Before, we were able to identify an artist after his sound, but today we feel like all artists sound the same. What is the reason for this radical change?

The answer lies in the current standardization and globalization, there is no identity anymore. People are afraid of being their own selves. I always say this to my students: try to be yourself, find your own subject, the one that belongs to you. Do not play like everyone else. Myself, I have never listened to anyone, ever. Recently, about a year ago, while I was visiting my father, he told me in his Algerian accent: “Son, do wear socks, you will be cold”. And I told him: “Listen, you are my father and I deeply care for you, but haven’t you realized by now that I have never listened to you? It is pointless to give me advice now.”

Do you have a special admiration for a contemporary violinist?

I don’t listen to music, and anyhow, I prefer the old violinists, like Kreisler, Enescu, Menuhin back when he was nine years old. Last year, I went on YouTube for the first time and also, the same year, I bought myself an iPad and I sent an email for the first time. I am fascinated with the old artists who still have conserved something from the spirit of the early music. I visited Ireland to see how old fiddlers are playing, I went to China to listen to the maestros, and then I went to India.
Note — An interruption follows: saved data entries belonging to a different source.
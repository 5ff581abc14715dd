// src/driver.rs
//! One-call helpers that wire a lexer, parser and handler together.

use std::{fs::File, io::BufReader, path::Path};

use anyhow::{Context, Result, anyhow};

use crate::{
    config::ParseOptions,
    error::{ParseError, ParseErrorKind},
    grammar::GrammarTable,
    lexer::Lexer,
    parser::{EventHandler, Parser},
    tree::{SimplifiedTreeBuilder, TreeBuilder, TreeNode},
};

/// Parses `text`, passing every event to `handler`.
pub fn parse_str<T, H>(grammar: &GrammarTable, text: &str, handler: &mut H) -> Result<(), ParseError>
where
    H: EventHandler<T> + ?Sized,
{
    parse_reader(grammar, text.as_bytes(), &ParseOptions::default(), handler)
}

/// Parses everything `reader` yields under `options`.
pub fn parse_reader<R, T, H>(
    grammar: &GrammarTable,
    reader: R,
    options: &ParseOptions,
    handler: &mut H,
) -> Result<(), ParseError>
where
    R: std::io::Read,
    H: EventHandler<T> + ?Sized,
{
    let mut parser: Parser<'_, R, T> = Parser::new(Lexer::with_options(grammar, reader, options));
    parser.set_trim_reductions(options.trim_reductions);
    parser.run_with(handler)
}

pub fn parse_str_to_tree(grammar: &GrammarTable, text: &str) -> Result<TreeNode, ParseError> {
    let mut builder = TreeBuilder::new();
    parse_str::<TreeNode, _>(grammar, text, &mut builder)?;
    builder.into_tree().ok_or_else(|| missing_tree(grammar))
}

pub fn parse_str_to_simplified_tree(
    grammar: &GrammarTable,
    text: &str,
) -> Result<TreeNode, ParseError> {
    let mut builder = SimplifiedTreeBuilder::new();
    parse_str::<TreeNode, _>(grammar, text, &mut builder)?;
    builder.into_tree().ok_or_else(|| missing_tree(grammar))
}

pub fn parse_path_to_tree(
    grammar: &GrammarTable,
    path: &Path,
    options: &ParseOptions,
) -> Result<TreeNode> {
    let mut builder = TreeBuilder::new();
    parse_path(grammar, path, options, &mut builder)?;
    builder
        .into_tree()
        .ok_or_else(|| anyhow!("{}: accepted without a tree", path.display()))
}

pub fn parse_path_to_simplified_tree(
    grammar: &GrammarTable,
    path: &Path,
    options: &ParseOptions,
) -> Result<TreeNode> {
    let mut builder = SimplifiedTreeBuilder::new();
    parse_path(grammar, path, options, &mut builder)?;
    builder
        .into_tree()
        .ok_or_else(|| anyhow!("{}: accepted without a tree", path.display()))
}

fn parse_path<H>(
    grammar: &GrammarTable,
    path: &Path,
    options: &ParseOptions,
    handler: &mut H,
) -> Result<()>
where
    H: EventHandler<TreeNode>,
{
    let file = File::open(path).with_context(|| format!("opening {}", path.display()))?;
    parse_reader::<_, TreeNode, _>(grammar, BufReader::new(file), options, handler).map_err(|e| {
        let msg = e.describe(grammar);
        anyhow::Error::new(e).context(format!("parsing {}: {msg}", path.display()))
    })
}

fn missing_tree(grammar: &GrammarTable) -> ParseError {
    ParseError {
        kind: ParseErrorKind::Internal,
        position: Default::default(),
        state: grammar.lalr_init(),
        token: None,
        expected: Vec::new(),
        detail: Some("accepted without a tree".to_string()),
    }
}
A few years ago, in Târgu Mureș, I have received a very beautiful gift. I was invited to play, but for two concerts they were able to pay me only 100 Euros, that was all they could afford. I told them I don`t need the money and that I would rather have them invite me to dinner and give the money to the musicians that played together with me – an old man wearing a hat and two young men. I stayed there for two days and we made some good music with these people, without any virtuoso-like tricks. We played wedding music and many other musical genres. I keep good memories from that time.